Where did Kombucha come from?

Kombucha's origin goes way back. No one's quite sure how old it is, but most evidence suggests its at least 2000 years old.

Some suggest that it originated in north-east China around 200 BCE. From there, so the story goes, it spread east to Japan through the efforts of a fabled Korean physician named Kombu. Cha is Chinese for tea - and the rest is history.

Kombucha is a living thing, so the specific microbes in each batch vary. The main cultures are yeast and acetic acid bacteria. Many people draw comparisons with the tangy after-taste of cider vinegar; acetic acid is prominent in both.

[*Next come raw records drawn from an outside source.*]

// SPDX-License-Identifier: AGPL-3.0-or-later
//
// Copyright (C) 2026 Relational Network

//! Comment endpoints.
//!
//! Comments attach to posts; entitlement is checked against the gating asset
//! of the collection the post belongs to.

use axum::{
    extract::{Path, Query, State},
    http::StatusCode,
    Json,
};
use serde::Deserialize;
use utoipa::IntoParams;
use uuid::Uuid;

use crate::{
    auth::Auth,
    error::ApiError,
    models::{Comment, CreateCommentRequest},
    state::AppState,
};

use super::{guarded_content, parse_uuid};

#[derive(Debug, Deserialize, IntoParams)]
pub struct CommentsQuery {
    /// The post to list comments from.
    pub post_id: Option<String>,
}

/// List the comments on a post.
#[utoipa::path(
    get,
    path = "/api/comments",
    tag = "Comments",
    params(CommentsQuery),
    responses(
        (status = 200, description = "Comments on the post", body = [Comment]),
        (status = 400, description = "Missing or malformed post_id"),
        (status = 401, description = "Token not available in wallet"),
        (status = 404, description = "Post not found")
    )
)]
pub async fn list_comments(
    Auth(ctx): Auth,
    State(state): State<AppState>,
    Query(query): Query<CommentsQuery>,
) -> Result<Json<Vec<Comment>>, ApiError> {
    let post_id = query
        .post_id
        .as_deref()
        .ok_or_else(|| ApiError::bad_request("Missing post_id"))?;
    let post_id = parse_uuid(post_id, "Post ID malformed")?;

    let post = state
        .db
        .post(&post_id)?
        .ok_or_else(|| ApiError::not_found("Post not found"))?;
    guarded_content(&state, &ctx, &post.content_id)?;

    let comments = state.db.comments_by_post(&post_id)?;
    Ok(Json(comments))
}

/// Comment on a post.
#[utoipa::path(
    post,
    path = "/api/comments",
    tag = "Comments",
    request_body = CreateCommentRequest,
    responses(
        (status = 201, description = "Comment created", body = Comment),
        (status = 400, description = "Missing or malformed fields"),
        (status = 401, description = "Token not available in wallet"),
        (status = 404, description = "Post not found")
    )
)]
pub async fn create_comment(
    Auth(ctx): Auth,
    State(state): State<AppState>,
    Json(request): Json<CreateCommentRequest>,
) -> Result<(StatusCode, Json<Comment>), ApiError> {
    let post_id = parse_uuid(&request.post_id, "Post ID malformed")?;

    let post = state
        .db
        .post(&post_id)?
        .ok_or_else(|| ApiError::not_found("Post not found"))?;

    guarded_content(&state, &ctx, &post.content_id)?;

    if request.comment.is_empty() {
        return Err(ApiError::bad_request("No comment present"));
    }

    let comment = Comment {
        id: Uuid::new_v4(),
        post_id,
        wallet_id: ctx.address.clone(),
        comment: request.comment,
        is_deleted: false,
        created_at: chrono::Utc::now(),
    };

    state.db.create_comment(&comment)?;

    tracing::info!(address = %ctx.address, comment = %comment.id, "created comment");
    Ok((StatusCode::CREATED, Json(comment)))
}

/// Soft-delete a comment.
#[utoipa::path(
    delete,
    path = "/api/comments/{comment_id}",
    tag = "Comments",
    params(("comment_id" = String, Path, description = "Comment identifier")),
    responses(
        (status = 204, description = "Comment deleted"),
        (status = 400, description = "Comment ID malformed"),
        (status = 404, description = "Comment not found")
    )
)]
pub async fn delete_comment(
    Auth(ctx): Auth,
    State(state): State<AppState>,
    Path(comment_id): Path<String>,
) -> Result<StatusCode, ApiError> {
    let comment_id = parse_uuid(&comment_id, "Comment ID malformed")?;

    if !state.db.soft_delete_comment(&comment_id, &ctx.address)? {
        return Err(ApiError::not_found("Comment not found"));
    }

    tracing::info!(address = %ctx.address, comment = %comment_id, "deleted comment");
    Ok(StatusCode::NO_CONTENT)
}

#[cfg(test)]
mod tests {
    use super::*;
    use crate::auth::{AssetResolver, AuthContext, TokenService};
    use crate::models::{AssetId, Content, Post, WalletAddress};
    use crate::storage::ContentDatabase;
    use tempfile::TempDir;

    const WALLET_1: &str = "14GRxZmNCLHo5Uknr2XYnGA61Hh9uMULXV";
    const WALLET_2: &str = "1FBuCHMw5e5yTNKbf1eJq1bXZjoGaXeqwV";

    fn test_state() -> (AppState, TempDir) {
        let dir = TempDir::new().expect("temp dir");
        let db = ContentDatabase::open(&dir.path().join("content.redb")).expect("open db");
        let state = AppState::new(
            db,
            TokenService::new("test-secret", None),
            AssetResolver::new("http://127.0.0.1:9"),
        );
        (state, dir)
    }

    fn ctx(address: &str, assets: &[&str]) -> Auth {
        Auth(AuthContext {
            address: WalletAddress::from(address),
            assets: assets.iter().map(|a| AssetId::from(*a)).collect(),
        })
    }

    fn seed_post(state: &AppState, asset: &str) -> Post {
        let content = Content {
            id: Uuid::new_v4(),
            wallet_id: WalletAddress::from(WALLET_1),
            asset: AssetId::from(asset),
            title: "Llama lore".into(),
            description: String::new(),
            is_public: false,
            created_at: chrono::Utc::now(),
        };
        state.db.create_content(&content).unwrap();

        let post = Post {
            id: Uuid::new_v4(),
            content_id: content.id,
            wallet_id: WalletAddress::from(WALLET_1),
            title: "First post".into(),
            text: "Hello".into(),
            is_public: false,
            is_deleted: false,
            created_at: chrono::Utc::now(),
        };
        state.db.create_post(&post).unwrap();
        post
    }

    #[tokio::test]
    async fn create_and_list_comments() {
        let (state, _dir) = test_state();
        let post = seed_post(&state, "LLAMAS.test1");

        let (status, Json(comment)) = create_comment(
            ctx(WALLET_2, &["LLAMAS.test1"]),
            State(state.clone()),
            Json(CreateCommentRequest {
                post_id: post.id.to_string(),
                comment: "Nice llamas".into(),
            }),
        )
        .await
        .unwrap();
        assert_eq!(status, StatusCode::CREATED);
        assert_eq!(comment.wallet_id, WalletAddress::from(WALLET_2));

        let Json(comments) = list_comments(
            ctx(WALLET_1, &["LLAMAS.test1"]),
            State(state),
            Query(CommentsQuery {
                post_id: Some(post.id.to_string()),
            }),
        )
        .await
        .unwrap();
        assert_eq!(comments, vec![comment]);
    }

    #[tokio::test]
    async fn create_validates_input() {
        let (state, _dir) = test_state();
        let post = seed_post(&state, "LLAMAS.test1");

        let err = create_comment(
            ctx(WALLET_1, &["LLAMAS.test1"]),
            State(state.clone()),
            Json(CreateCommentRequest {
                post_id: "123".into(),
                comment: "text".into(),
            }),
        )
        .await
        .unwrap_err();
        assert_eq!(err.status, StatusCode::BAD_REQUEST);
        assert_eq!(err.message, "Post ID malformed");

        let err = create_comment(
            ctx(WALLET_1, &["LLAMAS.test1"]),
            State(state.clone()),
            Json(CreateCommentRequest {
                post_id: Uuid::new_v4().to_string(),
                comment: "text".into(),
            }),
        )
        .await
        .unwrap_err();
        assert_eq!(err.status, StatusCode::NOT_FOUND);
        assert_eq!(err.message, "Post not found");

        let err = create_comment(
            ctx(WALLET_1, &["LLAMAS.test1"]),
            State(state.clone()),
            Json(CreateCommentRequest {
                post_id: post.id.to_string(),
                comment: String::new(),
            }),
        )
        .await
        .unwrap_err();
        assert_eq!(err.status, StatusCode::BAD_REQUEST);
        assert_eq!(err.message, "No comment present");

        let err = create_comment(
            ctx(WALLET_2, &["LLAMAS.other"]),
            State(state),
            Json(CreateCommentRequest {
                post_id: post.id.to_string(),
                comment: "text".into(),
            }),
        )
        .await
        .unwrap_err();
        assert_eq!(err.status, StatusCode::UNAUTHORIZED);
        assert_eq!(err.message, "Token not available in wallet");
    }

    #[tokio::test]
    async fn delete_is_owner_scoped() {
        let (state, _dir) = test_state();
        let post = seed_post(&state, "LLAMAS.test1");

        let (_, Json(comment)) = create_comment(
            ctx(WALLET_2, &["LLAMAS.test1"]),
            State(state.clone()),
            Json(CreateCommentRequest {
                post_id: post.id.to_string(),
                comment: "Nice llamas".into(),
            }),
        )
        .await
        .unwrap();

        // Not the author.
        let err = delete_comment(
            ctx(WALLET_1, &["LLAMAS.test1"]),
            State(state.clone()),
            Path(comment.id.to_string()),
        )
        .await
        .unwrap_err();
        assert_eq!(err.status, StatusCode::NOT_FOUND);

        let status = delete_comment(
            ctx(WALLET_2, &["LLAMAS.test1"]),
            State(state.clone()),
            Path(comment.id.to_string()),
        )
        .await
        .unwrap();
        assert_eq!(status, StatusCode::NO_CONTENT);

        let Json(comments) = list_comments(
            ctx(WALLET_1, &["LLAMAS.test1"]),
            State(state),
            Query(CommentsQuery {
                post_id: Some(post.id.to_string()),
            }),
        )
        .await
        .unwrap();
        assert!(comments.is_empty());
    }
}
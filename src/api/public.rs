// SPDX-License-Identifier: AGPL-3.0-or-later
//
// Copyright (C) 2026 Relational Network

//! Public, unauthenticated feed.

use axum::{extract::State, Json};

use crate::{error::ApiError, models::Post, state::AppState};

/// All public posts.
// TODO: paginate the feed once clients send cursor params.
#[utoipa::path(
    get,
    path = "/api/public",
    tag = "Public",
    responses((status = 200, description = "Public posts", body = [Post]))
)]
pub async fn public_posts(State(state): State<AppState>) -> Result<Json<Vec<Post>>, ApiError> {
    let posts = state.db.public_posts()?;
    Ok(Json(posts))
}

Kombucha is traditionally brewed in small vessels. This allows you to test and taste different batches. We always brew in small glass jars, to produce the perfect bottle of kombucha every time.

What’s that floating in the jar?

Drinking a fermented beverage that's had a floppy frisbee floating in it might seem strange. What you’re looking at is a pellicle, a natural part of the brewing process - and frankly, it is weird looking. And yet, millions of people drink kombucha every day. How delicious must it be?

When you look at a pellicle, take pleasure in the display of inter-species teamwork. A kombucha culture is a mixture of bacteria and yeast. We give this culture a food supply (a little sugar) and a medium to reproduce (the tea). They do the rest.

The kombucha bacteria and yeast are symbiotic - their interests match one another. The yeast likes to convert sugar into alcohol, but too much alcohol in the mixture would kill the yeast. The friendly bacteria love to feed on alcohol: they turn it into acetic acid, and the ferment thrives.

The pellice, often referred to as the SCOBY, is the byproduct of this fermentation process. That’s why when drinking kombucha, it is natural for it to be slightly cloudy or contain a small pellicle floating in the liquid. Don’t worry, good brews have bits.